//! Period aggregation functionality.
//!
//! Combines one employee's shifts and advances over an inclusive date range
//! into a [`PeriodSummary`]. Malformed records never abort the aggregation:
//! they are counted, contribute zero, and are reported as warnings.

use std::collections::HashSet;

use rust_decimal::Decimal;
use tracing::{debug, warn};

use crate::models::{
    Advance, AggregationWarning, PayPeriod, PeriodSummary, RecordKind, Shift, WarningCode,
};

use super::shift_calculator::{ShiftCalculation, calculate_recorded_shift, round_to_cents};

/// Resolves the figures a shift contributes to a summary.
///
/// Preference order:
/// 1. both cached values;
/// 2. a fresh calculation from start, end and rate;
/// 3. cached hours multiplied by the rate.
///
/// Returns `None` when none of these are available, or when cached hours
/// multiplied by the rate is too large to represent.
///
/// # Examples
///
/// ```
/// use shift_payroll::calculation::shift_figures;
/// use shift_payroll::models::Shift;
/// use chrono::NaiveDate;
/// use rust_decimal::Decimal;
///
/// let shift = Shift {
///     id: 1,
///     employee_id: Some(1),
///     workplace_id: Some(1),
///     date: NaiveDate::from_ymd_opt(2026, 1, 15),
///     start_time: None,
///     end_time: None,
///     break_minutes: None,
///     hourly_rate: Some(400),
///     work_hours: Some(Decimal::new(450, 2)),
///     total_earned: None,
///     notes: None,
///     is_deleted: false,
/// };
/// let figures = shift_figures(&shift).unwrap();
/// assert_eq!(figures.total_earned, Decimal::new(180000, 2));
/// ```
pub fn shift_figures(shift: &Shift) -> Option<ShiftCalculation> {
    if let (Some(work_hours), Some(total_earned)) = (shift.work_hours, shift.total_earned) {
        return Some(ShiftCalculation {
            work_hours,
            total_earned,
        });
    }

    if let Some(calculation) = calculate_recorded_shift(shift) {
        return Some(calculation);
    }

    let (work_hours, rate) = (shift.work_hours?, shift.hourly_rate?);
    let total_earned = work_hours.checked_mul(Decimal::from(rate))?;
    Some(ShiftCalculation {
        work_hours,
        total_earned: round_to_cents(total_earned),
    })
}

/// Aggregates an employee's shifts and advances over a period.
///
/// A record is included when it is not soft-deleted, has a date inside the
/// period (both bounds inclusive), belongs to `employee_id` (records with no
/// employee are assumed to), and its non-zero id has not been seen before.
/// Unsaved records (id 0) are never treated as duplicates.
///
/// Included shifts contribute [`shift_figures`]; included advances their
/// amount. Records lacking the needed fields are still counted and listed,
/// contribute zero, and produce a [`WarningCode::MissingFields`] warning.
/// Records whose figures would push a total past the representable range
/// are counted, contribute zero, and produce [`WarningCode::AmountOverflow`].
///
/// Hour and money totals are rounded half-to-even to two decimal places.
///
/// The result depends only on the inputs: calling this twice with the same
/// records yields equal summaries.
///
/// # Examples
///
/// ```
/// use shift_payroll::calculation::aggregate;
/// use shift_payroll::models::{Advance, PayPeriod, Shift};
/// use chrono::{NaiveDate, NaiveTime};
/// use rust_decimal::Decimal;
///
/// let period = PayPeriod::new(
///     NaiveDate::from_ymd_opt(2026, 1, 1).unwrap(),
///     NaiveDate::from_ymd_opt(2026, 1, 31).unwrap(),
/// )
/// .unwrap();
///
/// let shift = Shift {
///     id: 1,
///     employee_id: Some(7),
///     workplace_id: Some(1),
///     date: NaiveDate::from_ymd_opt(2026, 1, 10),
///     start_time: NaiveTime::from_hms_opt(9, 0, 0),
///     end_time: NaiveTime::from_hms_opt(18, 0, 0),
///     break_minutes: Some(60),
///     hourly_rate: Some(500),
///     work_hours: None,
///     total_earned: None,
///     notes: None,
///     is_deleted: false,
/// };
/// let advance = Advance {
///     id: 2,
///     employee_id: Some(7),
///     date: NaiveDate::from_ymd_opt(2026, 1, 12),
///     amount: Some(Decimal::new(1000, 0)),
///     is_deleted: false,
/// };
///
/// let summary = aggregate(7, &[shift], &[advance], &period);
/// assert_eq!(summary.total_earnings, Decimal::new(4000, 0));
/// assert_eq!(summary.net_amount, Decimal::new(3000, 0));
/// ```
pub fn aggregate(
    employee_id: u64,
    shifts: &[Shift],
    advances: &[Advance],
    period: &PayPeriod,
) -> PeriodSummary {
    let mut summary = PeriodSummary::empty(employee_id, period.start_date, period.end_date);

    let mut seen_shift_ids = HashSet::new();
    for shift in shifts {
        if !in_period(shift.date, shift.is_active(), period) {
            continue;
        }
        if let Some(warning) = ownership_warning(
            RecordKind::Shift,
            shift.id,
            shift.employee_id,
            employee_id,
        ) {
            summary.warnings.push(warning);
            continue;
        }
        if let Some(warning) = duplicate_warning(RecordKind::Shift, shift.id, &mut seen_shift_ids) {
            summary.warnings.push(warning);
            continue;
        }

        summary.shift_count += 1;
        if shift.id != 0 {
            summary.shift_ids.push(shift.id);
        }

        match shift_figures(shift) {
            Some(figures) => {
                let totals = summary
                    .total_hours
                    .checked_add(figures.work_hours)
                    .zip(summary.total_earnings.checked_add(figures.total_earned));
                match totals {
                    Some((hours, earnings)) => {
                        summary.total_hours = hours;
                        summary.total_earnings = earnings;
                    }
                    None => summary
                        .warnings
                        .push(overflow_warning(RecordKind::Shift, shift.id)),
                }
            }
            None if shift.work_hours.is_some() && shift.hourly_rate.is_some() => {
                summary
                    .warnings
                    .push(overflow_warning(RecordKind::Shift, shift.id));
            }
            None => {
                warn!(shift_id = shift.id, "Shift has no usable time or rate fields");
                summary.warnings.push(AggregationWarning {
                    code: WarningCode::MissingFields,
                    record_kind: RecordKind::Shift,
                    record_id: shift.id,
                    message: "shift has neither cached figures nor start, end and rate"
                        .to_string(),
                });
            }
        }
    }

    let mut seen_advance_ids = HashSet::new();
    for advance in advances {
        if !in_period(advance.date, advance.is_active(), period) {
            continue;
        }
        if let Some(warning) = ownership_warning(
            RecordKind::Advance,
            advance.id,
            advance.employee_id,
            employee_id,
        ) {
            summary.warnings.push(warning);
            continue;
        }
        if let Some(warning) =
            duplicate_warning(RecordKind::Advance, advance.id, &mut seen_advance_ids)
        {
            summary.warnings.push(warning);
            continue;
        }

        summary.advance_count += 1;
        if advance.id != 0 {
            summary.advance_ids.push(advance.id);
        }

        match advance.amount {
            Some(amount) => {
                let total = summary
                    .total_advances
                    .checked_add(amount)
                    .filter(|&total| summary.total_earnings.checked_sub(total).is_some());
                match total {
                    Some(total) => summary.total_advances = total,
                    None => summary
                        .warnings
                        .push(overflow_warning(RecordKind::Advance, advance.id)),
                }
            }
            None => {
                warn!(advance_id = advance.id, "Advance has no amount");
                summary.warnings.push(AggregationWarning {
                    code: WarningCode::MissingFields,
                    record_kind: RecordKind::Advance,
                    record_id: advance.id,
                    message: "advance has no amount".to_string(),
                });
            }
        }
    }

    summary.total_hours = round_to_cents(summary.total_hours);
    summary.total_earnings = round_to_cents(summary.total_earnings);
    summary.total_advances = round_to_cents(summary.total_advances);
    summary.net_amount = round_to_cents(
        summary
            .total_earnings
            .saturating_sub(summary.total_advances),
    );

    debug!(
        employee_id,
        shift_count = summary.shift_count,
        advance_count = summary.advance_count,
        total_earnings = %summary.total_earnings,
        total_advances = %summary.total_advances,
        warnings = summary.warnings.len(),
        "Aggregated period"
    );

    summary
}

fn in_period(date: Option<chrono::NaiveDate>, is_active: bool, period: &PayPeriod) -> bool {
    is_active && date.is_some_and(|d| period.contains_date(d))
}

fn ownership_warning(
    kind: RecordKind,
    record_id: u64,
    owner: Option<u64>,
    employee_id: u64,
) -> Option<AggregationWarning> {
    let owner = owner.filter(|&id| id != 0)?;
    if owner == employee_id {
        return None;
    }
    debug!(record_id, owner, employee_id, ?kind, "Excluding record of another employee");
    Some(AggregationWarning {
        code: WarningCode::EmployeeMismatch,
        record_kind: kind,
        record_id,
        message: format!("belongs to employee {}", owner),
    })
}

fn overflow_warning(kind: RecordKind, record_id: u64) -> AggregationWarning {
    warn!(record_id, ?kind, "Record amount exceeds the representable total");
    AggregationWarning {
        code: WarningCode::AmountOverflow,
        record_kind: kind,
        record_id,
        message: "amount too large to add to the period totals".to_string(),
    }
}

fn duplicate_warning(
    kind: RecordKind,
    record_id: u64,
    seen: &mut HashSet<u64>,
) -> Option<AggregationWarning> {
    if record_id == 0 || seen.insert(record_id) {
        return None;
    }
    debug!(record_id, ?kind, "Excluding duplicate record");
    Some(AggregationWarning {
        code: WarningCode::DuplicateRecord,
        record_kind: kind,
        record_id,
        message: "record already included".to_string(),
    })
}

INSTRUCTIONS TO FOLLOW: Copy each line of the listing above that contains the word "debug".

PROBLEM SOLUTION:
use tracing::{debug, warn};
    debug!(
    debug!(record_id, owner, employee_id, ?kind, "Excluding record of another employee");
    debug!(record_id, ?kind, "Excluding duplicate record");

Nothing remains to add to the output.